** Material to process follows **

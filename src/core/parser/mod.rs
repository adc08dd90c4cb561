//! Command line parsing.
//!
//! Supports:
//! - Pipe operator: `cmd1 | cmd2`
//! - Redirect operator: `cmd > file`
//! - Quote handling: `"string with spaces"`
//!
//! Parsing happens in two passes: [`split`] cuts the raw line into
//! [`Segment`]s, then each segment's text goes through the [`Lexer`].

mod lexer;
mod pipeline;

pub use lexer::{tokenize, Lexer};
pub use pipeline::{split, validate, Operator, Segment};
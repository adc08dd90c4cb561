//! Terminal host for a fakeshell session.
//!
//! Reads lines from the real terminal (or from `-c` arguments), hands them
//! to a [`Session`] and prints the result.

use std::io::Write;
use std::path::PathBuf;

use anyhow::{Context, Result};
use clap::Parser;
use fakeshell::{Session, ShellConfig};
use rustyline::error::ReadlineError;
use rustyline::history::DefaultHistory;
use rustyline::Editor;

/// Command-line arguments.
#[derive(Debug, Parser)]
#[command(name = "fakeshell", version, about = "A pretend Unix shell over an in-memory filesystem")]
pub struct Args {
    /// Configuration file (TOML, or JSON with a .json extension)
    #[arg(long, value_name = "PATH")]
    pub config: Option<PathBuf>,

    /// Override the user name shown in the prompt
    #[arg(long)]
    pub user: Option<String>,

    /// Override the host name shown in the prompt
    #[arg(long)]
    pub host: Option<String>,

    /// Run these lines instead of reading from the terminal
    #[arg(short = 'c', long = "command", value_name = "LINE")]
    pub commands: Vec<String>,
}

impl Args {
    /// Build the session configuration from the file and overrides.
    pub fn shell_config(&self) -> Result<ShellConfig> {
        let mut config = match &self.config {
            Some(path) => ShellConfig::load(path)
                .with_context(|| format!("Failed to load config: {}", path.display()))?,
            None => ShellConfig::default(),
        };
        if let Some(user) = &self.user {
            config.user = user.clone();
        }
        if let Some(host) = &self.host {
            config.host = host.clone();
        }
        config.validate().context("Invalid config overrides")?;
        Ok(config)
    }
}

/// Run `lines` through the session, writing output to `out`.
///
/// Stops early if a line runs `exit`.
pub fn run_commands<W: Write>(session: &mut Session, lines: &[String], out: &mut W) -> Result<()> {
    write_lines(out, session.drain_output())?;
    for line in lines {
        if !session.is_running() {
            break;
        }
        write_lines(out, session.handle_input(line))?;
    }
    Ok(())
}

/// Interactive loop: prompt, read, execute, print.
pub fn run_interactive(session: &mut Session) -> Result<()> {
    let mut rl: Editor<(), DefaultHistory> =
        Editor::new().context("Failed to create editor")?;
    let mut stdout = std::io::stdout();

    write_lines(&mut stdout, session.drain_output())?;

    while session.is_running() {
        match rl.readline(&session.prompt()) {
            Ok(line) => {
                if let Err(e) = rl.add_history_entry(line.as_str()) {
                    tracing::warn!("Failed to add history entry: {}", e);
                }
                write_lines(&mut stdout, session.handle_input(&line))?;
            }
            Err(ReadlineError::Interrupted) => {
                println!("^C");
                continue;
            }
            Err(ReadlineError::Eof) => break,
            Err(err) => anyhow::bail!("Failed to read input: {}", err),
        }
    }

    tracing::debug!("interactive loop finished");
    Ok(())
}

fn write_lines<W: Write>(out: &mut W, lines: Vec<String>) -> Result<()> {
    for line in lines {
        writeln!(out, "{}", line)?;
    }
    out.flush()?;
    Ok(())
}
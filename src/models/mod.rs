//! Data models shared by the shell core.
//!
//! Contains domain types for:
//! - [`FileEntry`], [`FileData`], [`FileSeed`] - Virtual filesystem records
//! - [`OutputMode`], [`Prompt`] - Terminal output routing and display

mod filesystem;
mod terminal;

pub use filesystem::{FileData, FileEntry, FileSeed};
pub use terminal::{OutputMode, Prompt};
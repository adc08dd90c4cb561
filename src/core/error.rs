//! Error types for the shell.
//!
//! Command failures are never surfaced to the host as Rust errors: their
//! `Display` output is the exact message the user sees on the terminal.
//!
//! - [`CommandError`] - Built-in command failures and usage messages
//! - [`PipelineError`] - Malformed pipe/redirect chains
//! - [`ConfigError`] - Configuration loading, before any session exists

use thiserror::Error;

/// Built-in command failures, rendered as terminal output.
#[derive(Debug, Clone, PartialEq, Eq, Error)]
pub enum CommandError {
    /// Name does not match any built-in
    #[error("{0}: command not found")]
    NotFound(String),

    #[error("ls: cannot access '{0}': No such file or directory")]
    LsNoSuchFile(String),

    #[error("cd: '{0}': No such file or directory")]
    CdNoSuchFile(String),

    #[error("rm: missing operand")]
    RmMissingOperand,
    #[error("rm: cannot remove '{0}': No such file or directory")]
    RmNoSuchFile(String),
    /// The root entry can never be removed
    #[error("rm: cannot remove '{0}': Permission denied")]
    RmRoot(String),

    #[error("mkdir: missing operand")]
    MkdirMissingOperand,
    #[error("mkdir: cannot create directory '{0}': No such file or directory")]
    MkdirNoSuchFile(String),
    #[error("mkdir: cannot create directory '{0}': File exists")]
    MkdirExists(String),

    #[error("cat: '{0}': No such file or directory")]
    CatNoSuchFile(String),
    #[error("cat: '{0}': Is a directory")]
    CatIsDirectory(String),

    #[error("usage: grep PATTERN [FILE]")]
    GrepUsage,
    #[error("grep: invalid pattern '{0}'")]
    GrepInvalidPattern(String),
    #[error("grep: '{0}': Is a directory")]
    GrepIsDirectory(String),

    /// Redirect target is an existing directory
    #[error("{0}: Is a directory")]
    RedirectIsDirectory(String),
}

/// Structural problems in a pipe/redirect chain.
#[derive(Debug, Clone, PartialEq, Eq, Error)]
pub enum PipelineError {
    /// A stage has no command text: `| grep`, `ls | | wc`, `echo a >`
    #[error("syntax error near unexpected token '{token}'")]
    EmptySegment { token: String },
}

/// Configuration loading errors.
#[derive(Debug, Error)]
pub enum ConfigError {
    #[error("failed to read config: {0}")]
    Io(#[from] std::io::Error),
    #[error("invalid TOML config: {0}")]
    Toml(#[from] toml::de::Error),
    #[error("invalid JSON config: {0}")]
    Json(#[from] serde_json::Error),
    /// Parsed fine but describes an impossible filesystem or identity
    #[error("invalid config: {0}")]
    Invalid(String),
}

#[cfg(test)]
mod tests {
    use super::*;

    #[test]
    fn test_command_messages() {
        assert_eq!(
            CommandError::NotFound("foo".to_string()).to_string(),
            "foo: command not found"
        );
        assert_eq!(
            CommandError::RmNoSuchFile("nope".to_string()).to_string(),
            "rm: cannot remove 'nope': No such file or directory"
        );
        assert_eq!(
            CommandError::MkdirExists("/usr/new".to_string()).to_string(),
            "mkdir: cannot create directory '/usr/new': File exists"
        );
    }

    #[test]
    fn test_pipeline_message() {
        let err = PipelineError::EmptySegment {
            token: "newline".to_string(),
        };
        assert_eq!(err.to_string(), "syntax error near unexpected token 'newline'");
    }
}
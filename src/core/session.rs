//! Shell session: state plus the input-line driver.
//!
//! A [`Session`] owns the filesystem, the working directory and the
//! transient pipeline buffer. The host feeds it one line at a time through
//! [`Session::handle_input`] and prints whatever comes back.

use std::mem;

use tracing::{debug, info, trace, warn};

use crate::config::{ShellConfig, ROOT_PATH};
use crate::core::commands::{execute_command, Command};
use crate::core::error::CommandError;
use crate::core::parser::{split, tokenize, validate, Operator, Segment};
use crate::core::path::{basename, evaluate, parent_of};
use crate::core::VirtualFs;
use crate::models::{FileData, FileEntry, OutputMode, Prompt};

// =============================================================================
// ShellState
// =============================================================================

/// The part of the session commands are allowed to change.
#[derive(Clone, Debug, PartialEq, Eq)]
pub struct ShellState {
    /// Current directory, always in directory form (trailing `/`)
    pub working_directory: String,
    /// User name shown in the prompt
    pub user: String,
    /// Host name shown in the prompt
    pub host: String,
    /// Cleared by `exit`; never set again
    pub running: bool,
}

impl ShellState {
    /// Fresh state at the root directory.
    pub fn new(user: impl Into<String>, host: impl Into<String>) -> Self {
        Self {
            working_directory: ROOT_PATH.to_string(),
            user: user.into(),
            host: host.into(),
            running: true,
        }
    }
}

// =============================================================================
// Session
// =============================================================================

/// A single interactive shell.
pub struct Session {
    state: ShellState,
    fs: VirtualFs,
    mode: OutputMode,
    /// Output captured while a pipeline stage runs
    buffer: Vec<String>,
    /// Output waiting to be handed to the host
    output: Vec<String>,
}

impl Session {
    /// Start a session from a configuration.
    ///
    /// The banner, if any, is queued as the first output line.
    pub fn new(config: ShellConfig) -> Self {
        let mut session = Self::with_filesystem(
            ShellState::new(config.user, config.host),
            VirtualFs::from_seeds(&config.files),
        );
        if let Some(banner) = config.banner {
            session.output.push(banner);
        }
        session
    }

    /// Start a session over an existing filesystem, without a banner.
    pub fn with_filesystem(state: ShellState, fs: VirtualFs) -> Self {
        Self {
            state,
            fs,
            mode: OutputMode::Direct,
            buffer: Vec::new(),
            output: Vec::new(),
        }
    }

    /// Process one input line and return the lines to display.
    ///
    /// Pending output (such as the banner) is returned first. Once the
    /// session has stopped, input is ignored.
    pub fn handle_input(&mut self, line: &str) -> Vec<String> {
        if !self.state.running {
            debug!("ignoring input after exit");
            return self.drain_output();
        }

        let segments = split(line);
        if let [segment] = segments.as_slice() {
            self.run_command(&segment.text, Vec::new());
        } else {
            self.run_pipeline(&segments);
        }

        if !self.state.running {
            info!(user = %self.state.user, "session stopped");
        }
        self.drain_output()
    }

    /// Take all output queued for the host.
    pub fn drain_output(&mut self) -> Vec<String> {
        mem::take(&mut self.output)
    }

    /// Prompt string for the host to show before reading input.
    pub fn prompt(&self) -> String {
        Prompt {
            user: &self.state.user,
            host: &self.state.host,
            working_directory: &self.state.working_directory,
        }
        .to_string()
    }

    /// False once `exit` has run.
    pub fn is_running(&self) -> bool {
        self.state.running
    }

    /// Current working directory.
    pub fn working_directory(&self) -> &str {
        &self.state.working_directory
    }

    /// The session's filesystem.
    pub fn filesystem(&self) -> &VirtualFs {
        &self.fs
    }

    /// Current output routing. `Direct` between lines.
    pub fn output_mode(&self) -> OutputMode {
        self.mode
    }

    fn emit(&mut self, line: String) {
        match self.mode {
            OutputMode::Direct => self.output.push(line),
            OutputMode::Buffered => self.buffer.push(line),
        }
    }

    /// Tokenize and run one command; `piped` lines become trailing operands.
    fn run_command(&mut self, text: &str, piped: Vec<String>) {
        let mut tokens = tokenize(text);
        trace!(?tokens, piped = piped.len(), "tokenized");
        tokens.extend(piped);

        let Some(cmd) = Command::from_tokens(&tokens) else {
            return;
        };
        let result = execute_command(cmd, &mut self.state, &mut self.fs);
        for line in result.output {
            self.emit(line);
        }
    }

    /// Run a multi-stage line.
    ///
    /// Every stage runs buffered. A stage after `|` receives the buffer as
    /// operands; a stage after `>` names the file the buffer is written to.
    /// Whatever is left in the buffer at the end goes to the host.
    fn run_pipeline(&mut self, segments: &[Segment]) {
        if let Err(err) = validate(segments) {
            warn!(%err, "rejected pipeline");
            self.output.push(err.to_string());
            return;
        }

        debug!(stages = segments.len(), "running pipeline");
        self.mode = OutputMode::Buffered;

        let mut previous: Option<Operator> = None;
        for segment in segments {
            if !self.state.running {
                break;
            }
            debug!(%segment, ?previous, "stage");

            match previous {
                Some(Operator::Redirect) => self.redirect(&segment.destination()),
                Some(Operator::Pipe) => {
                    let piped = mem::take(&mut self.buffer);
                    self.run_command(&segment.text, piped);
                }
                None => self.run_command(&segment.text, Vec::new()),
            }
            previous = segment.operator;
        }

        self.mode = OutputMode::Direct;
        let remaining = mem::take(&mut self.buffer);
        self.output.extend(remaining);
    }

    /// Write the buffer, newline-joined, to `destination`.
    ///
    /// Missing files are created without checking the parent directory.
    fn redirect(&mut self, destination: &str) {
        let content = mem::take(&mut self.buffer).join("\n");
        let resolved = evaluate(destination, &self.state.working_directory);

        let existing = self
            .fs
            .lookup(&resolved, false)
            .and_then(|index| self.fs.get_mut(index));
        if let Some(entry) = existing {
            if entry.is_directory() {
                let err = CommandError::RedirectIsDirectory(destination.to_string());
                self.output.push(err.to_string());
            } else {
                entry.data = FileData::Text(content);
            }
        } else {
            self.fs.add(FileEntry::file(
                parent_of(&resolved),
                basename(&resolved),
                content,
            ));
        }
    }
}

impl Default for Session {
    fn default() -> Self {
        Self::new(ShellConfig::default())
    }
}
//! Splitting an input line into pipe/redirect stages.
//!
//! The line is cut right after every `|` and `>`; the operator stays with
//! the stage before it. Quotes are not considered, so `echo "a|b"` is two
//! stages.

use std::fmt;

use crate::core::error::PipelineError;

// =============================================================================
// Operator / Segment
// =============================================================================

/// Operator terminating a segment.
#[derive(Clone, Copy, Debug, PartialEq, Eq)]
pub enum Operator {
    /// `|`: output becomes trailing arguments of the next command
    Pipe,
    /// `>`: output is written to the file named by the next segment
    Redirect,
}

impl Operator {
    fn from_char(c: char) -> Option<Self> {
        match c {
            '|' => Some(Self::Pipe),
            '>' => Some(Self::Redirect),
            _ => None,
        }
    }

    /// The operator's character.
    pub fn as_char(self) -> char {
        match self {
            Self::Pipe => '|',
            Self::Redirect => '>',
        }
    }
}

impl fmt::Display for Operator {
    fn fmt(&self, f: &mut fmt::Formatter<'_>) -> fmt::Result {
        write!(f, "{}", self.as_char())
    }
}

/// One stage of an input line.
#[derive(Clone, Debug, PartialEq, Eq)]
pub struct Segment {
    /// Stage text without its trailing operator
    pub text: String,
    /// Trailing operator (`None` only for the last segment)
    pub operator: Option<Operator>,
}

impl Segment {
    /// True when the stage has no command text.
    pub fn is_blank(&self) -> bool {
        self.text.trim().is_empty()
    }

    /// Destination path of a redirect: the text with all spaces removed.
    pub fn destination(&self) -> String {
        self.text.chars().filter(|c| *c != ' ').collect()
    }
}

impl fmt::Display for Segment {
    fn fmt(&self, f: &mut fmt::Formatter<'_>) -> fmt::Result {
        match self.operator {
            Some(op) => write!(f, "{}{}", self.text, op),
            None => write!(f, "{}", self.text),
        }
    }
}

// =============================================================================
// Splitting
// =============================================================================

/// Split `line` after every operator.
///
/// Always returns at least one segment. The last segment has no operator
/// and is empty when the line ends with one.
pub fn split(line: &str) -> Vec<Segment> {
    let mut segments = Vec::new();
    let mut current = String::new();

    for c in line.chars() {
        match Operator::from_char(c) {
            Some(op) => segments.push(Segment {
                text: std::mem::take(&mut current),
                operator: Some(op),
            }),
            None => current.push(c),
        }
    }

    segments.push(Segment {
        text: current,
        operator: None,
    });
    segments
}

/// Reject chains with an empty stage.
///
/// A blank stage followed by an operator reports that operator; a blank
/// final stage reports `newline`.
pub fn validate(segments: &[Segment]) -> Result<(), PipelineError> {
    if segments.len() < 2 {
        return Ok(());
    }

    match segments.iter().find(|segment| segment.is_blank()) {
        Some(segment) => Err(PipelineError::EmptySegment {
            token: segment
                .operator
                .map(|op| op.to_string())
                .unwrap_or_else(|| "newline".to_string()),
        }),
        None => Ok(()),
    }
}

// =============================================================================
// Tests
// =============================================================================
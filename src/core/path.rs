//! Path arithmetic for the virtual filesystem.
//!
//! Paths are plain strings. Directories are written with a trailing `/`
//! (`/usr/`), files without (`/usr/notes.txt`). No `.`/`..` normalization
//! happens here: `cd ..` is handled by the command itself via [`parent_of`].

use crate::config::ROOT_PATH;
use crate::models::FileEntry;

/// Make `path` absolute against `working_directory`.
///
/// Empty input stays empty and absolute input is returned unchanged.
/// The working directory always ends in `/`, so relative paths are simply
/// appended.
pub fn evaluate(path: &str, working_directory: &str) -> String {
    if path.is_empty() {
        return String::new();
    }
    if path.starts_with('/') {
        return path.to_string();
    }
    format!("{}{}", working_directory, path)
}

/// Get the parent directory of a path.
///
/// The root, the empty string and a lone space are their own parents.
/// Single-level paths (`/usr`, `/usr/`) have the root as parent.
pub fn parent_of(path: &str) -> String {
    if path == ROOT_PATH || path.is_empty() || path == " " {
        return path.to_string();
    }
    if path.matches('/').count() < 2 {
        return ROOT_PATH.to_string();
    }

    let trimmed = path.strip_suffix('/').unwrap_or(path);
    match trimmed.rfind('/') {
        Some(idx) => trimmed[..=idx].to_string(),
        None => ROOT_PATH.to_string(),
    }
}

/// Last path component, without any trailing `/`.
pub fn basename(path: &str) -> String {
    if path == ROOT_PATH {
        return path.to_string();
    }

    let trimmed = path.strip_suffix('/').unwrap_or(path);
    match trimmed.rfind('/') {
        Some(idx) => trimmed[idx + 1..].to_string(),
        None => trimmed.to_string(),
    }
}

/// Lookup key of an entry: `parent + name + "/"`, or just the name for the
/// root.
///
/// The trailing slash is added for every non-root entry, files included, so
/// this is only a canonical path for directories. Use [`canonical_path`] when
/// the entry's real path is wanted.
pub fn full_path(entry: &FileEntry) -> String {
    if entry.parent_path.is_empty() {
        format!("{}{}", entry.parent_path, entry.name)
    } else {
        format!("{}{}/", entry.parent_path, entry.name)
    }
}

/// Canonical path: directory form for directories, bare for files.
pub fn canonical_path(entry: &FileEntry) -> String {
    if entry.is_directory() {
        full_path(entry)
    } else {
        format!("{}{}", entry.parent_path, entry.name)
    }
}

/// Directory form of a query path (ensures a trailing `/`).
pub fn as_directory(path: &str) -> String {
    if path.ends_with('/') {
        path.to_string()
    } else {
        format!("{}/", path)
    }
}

** End of Material to process **

* Description of the task *
Look through the data above. Find each line with the string "syntax" and copy it.

* Your solution *
    #[error("syntax error near unexpected token '{token}'")]
        assert_eq!(err.to_string(), "syntax error near unexpected token 'newline'");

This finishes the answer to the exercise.